===== Given data

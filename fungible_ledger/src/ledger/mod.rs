use std::ops::Neg;

use fvm_ipld_blockstore::Blockstore;
use fvm_shared::address::Address;
use fvm_shared::econ::TokenAmount;
use tracing::debug;

use self::state::{LedgerState, StateInvariantError, StateSummary};
use self::types::{TransferFromReturn, TransferReturn};
use crate::config::LedgerConfig;

mod error;
mod handle;
pub mod state;
pub mod types;

pub use error::LedgerError;
pub use handle::TokenHandle;

type Result<T> = std::result::Result<T, LedgerError>;

/// A single-asset fungible token ledger
///
/// Owns the balance and allowance state together with the blockstore backing it. Every mutating
/// operation validates its arguments up front and then runs as one transaction: either all of its
/// changes become visible or none do.
pub struct Ledger<BS>
where
    BS: Blockstore,
{
    /// Blockstore holding the balance and allowance Hamts
    bs: BS,
    /// Committed ledger state
    state: LedgerState,
    /// Immutable descriptive metadata
    config: LedgerConfig,
}

impl<BS> Ledger<BS>
where
    BS: Blockstore,
{
    /// Creates a ledger crediting the entire supply to the initial owner
    ///
    /// Fails with [`LedgerError::InvalidInitialization`] if the supply is negative or the config
    /// is invalid.
    pub fn create(
        bs: BS,
        initial_owner: &Address,
        total_supply: &TokenAmount,
        config: LedgerConfig,
    ) -> Result<Self> {
        config.validate()?;
        if total_supply.is_negative() {
            return Err(LedgerError::InvalidInitialization {
                reason: format!("total supply {total_supply:?} must be non-negative"),
            });
        }

        let mut state = LedgerState::new_with_bit_width(&bs, config.hamt_bit_width)?;
        state.set_balance(&bs, initial_owner, total_supply)?;
        state.supply = total_supply.clone();

        debug!(
            name = %config.name,
            symbol = %config.symbol,
            decimals = config.decimals,
            owner = %initial_owner,
            supply = ?total_supply,
            "created ledger"
        );

        Ok(Self { bs, state, config })
    }

    /// Get a reference to the committed state tree
    pub fn state(&self) -> &LedgerState {
        &self.state
    }

    /// Get a reference to the underlying blockstore
    pub fn store(&self) -> &BS {
        &self.bs
    }

    pub fn config(&self) -> &LedgerConfig {
        &self.config
    }

    /// Binds the ledger to an authenticated caller, exposing the [`types::FungibleToken`]
    /// interface
    pub fn handle(&mut self, caller: Address) -> TokenHandle<'_, BS> {
        TokenHandle::new(self, caller)
    }

    /// Opens an atomic transaction on LedgerState which allows a closure to make multiple
    /// modifications to the state tree.
    ///
    /// If the closure returns an error, the transaction is dropped atomically and no change is
    /// observed on ledger state.
    fn transaction<F, Res>(&mut self, f: F) -> Result<Res>
    where
        F: FnOnce(&mut LedgerState, &BS) -> Result<Res>,
    {
        let mut mutable_state = self.state.clone();
        let res = f(&mut mutable_state, &self.bs)?;
        // if closure didn't error, commit state
        self.state = mutable_state;
        Ok(res)
    }
}

impl<BS> Ledger<BS>
where
    BS: Blockstore,
{
    pub fn name(&self) -> &str {
        &self.config.name
    }

    pub fn symbol(&self) -> &str {
        &self.config.symbol
    }

    pub fn decimals(&self) -> u8 {
        self.config.decimals
    }

    /// Gets the total number of tokens in existence
    ///
    /// Fixed at creation and always equal to the sum of `balance_of` over all addresses
    pub fn total_supply(&self) -> TokenAmount {
        self.state.supply.clone()
    }

    /// Returns the balance associated with a particular address
    ///
    /// Accounts that have never received tokens implicitly have a zero balance
    pub fn balance_of(&self, owner: &Address) -> Result<TokenAmount> {
        Ok(self.state.get_balance(&self.bs, owner)?)
    }

    /// Gets the allowance between owner and spender
    ///
    /// An allowance is the amount that the spender can transfer out of the owner's account via
    /// `transfer_from`.
    pub fn allowance(&self, owner: &Address, spender: &Address) -> Result<TokenAmount> {
        Ok(self.state.get_allowance_between(&self.bs, owner, spender)?)
    }

    /// Number of accounts currently holding a non-zero balance
    pub fn holder_count(&self) -> Result<usize> {
        Ok(self.state.count_balances(&self.bs)?)
    }

    /// Transfers an amount from one address to another
    ///
    /// The debited address is the authority for this operation, so no allowance is consulted.
    ///
    /// - The requested value MUST be non-negative
    /// - The requested value MUST NOT exceed the sender's balance
    ///
    /// Upon successful transfer:
    /// - The from balance decreases by the requested value
    /// - The to balance increases by the requested value
    pub fn transfer(
        &mut self,
        from: &Address,
        to: &Address,
        amount: &TokenAmount,
    ) -> Result<TransferReturn> {
        let ret = validate_amount(amount, "transfer")
            .and_then(|amount| {
                self.transaction(|state, bs| {
                    let (from_balance, to_balance) = move_balance(state, bs, from, to, amount)?;
                    Ok(TransferReturn { from_balance, to_balance })
                })
            })
            .inspect_err(|err| debug!(%from, %to, ?amount, %err, "transfer rejected"))?;

        debug!(%from, %to, ?amount, "transfer");
        Ok(ret)
    }

    /// Sets the allowance between owner and spender to an absolute amount
    ///
    /// The previous allowance is overwritten, not added to. Returns the previous allowance.
    pub fn approve(
        &mut self,
        owner: &Address,
        spender: &Address,
        amount: &TokenAmount,
    ) -> Result<TokenAmount> {
        let old_allowance = validate_amount(amount, "approve")
            .and_then(|amount| {
                self.transaction(|state, bs| Ok(state.set_allowance(bs, owner, spender, amount)?))
            })
            .inspect_err(|err| debug!(%owner, %spender, ?amount, %err, "approve rejected"))?;

        debug!(%owner, %spender, ?amount, ?old_allowance, "approve");
        Ok(old_allowance)
    }

    /// Transfers an amount out of the owner's balance on behalf of a spender
    ///
    /// - The requested value MUST be non-negative
    /// - The spender MUST have an allowance not less than the requested value
    /// - The requested value MUST NOT exceed the owner's balance
    ///
    /// The allowance is checked before the balance, so an unapproved spender always sees an
    /// insufficient allowance error. A rejected call writes no blocks.
    ///
    /// Upon successful transfer:
    /// - The owner balance decreases by the requested value
    /// - The to balance increases by the requested value
    /// - The owner-spender allowance decreases by the requested value
    pub fn transfer_from(
        &mut self,
        spender: &Address,
        owner: &Address,
        to: &Address,
        amount: &TokenAmount,
    ) -> Result<TransferFromReturn> {
        let ret = validate_amount(amount, "transfer_from")
            .and_then(|amount| {
                self.transaction(|state, bs| {
                    // both preconditions are read before anything is written
                    state.check_allowance(bs, spender, owner, amount)?;
                    state.check_balance(bs, owner, amount)?;
                    let allowance = state.attempt_use_allowance(bs, spender, owner, amount)?;
                    let (from_balance, to_balance) = move_balance(state, bs, owner, to, amount)?;
                    Ok(TransferFromReturn { from_balance, to_balance, allowance })
                })
            })
            .inspect_err(|err| {
                debug!(%spender, %owner, %to, ?amount, %err, "transfer_from rejected")
            })?;

        debug!(%spender, %owner, %to, ?amount, remaining = ?ret.allowance, "transfer_from");
        Ok(ret)
    }

    /// Increase the allowance that a spender can control of an owner's balance by the requested
    /// delta
    ///
    /// Returns the new allowance
    pub fn increase_allowance(
        &mut self,
        owner: &Address,
        spender: &Address,
        delta: &TokenAmount,
    ) -> Result<TokenAmount> {
        let new_allowance = validate_amount(delta, "increase allowance delta")
            .and_then(|delta| {
                self.transaction(|state, bs| {
                    Ok(state.change_allowance_by(bs, owner, spender, delta)?)
                })
            })
            .inspect_err(|err| {
                debug!(%owner, %spender, ?delta, %err, "increase_allowance rejected")
            })?;

        debug!(%owner, %spender, ?delta, ?new_allowance, "increase_allowance");
        Ok(new_allowance)
    }

    /// Decrease the allowance that a spender controls of the owner's balance by the requested
    /// delta
    ///
    /// If the resulting allowance would be negative, it is set to zero. Returns the new allowance
    pub fn decrease_allowance(
        &mut self,
        owner: &Address,
        spender: &Address,
        delta: &TokenAmount,
    ) -> Result<TokenAmount> {
        let new_allowance = validate_amount(delta, "decrease allowance delta")
            .and_then(|delta| {
                self.transaction(|state, bs| {
                    Ok(state.change_allowance_by(bs, owner, spender, &delta.neg())?)
                })
            })
            .inspect_err(|err| {
                debug!(%owner, %spender, ?delta, %err, "decrease_allowance rejected")
            })?;

        debug!(%owner, %spender, ?delta, ?new_allowance, "decrease_allowance");
        Ok(new_allowance)
    }

    /// Sets the allowance between owner and spender to zero, returning the old allowance
    pub fn revoke_allowance(&mut self, owner: &Address, spender: &Address) -> Result<TokenAmount> {
        let old_allowance = self
            .transaction(|state, bs| Ok(state.revoke_allowance(bs, owner, spender)?))
            .inspect_err(|err| debug!(%owner, %spender, %err, "revoke_allowance rejected"))?;

        debug!(%owner, %spender, ?old_allowance, "revoke_allowance");
        Ok(old_allowance)
    }

    /// Copies the live state into a fresh blockstore, returning the compacted ledger
    ///
    /// Every committed mutation writes new Hamt blocks and superseded blocks are never removed
    /// from the store. Moving to a new store drops them.
    pub fn compact_into<DS: Blockstore>(&self, dest: DS) -> Result<Ledger<DS>> {
        let state = self.state.copy_to(&self.bs, &dest)?;
        debug!(supply = ?state.supply, "compacted ledger");
        Ok(Ledger { bs: dest, state, config: self.config.clone() })
    }

    /// Replaces the blockstore with a fresh one holding only the live state
    pub fn compact(&mut self) -> Result<()>
    where
        BS: Default,
    {
        let dest = BS::default();
        let state = self.state.copy_to(&self.bs, &dest)?;
        self.bs = dest;
        self.state = state;
        debug!(supply = ?self.state.supply, "compacted ledger");
        Ok(())
    }

    /// Checks the state invariants, throwing an error if they are not met
    pub fn assert_invariants(&self) -> std::result::Result<StateSummary, Vec<StateInvariantError>> {
        let (summary, errors) = self.check_invariants();
        match errors.is_empty() {
            true => Ok(summary),
            false => Err(errors),
        }
    }

    /// Checks the state invariants, returning a state summary and list of errors
    pub fn check_invariants(&self) -> (StateSummary, Vec<StateInvariantError>) {
        self.state.check_invariants(&self.bs)
    }
}

/// Debits `from` and credits `to` inside an open transaction, returning both new balances
///
/// A self-transfer leaves the balance untouched but must still not exceed it.
fn move_balance<BS: Blockstore>(
    state: &mut LedgerState,
    bs: &BS,
    from: &Address,
    to: &Address,
    amount: &TokenAmount,
) -> Result<(TokenAmount, TokenAmount)> {
    if from == to {
        let balance = state.check_balance(bs, from, amount)?;
        return Ok((balance.clone(), balance));
    }

    let from_balance = state.change_balance_by(bs, from, &amount.neg())?;
    let to_balance = state.change_balance_by(bs, to, amount)?;
    Ok((from_balance, to_balance))
}

/// Validates that a token amount or allowance is non-negative
///
/// Returns the argument, or an error.
pub fn validate_amount<'a>(a: &'a TokenAmount, name: &'static str) -> Result<&'a TokenAmount> {
    if a.is_negative() {
        return Err(LedgerError::InvalidAmount { name, amount: a.clone() });
    }
    Ok(a)
}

==========

* _Requirement_:
Find "dest" in the preceding records. Copy each line that holds it.

* _Your response_:
    pub fn compact_into<DS: Blockstore>(&self, dest: DS) -> Result<Ledger<DS>> {
        let state = self.state.copy_to(&self.bs, &dest)?;
        Ok(Ledger { bs: dest, state, config: self.config.clone() })
        let dest = BS::default();
        let state = self.state.copy_to(&self.bs, &dest)?;
        self.bs = dest;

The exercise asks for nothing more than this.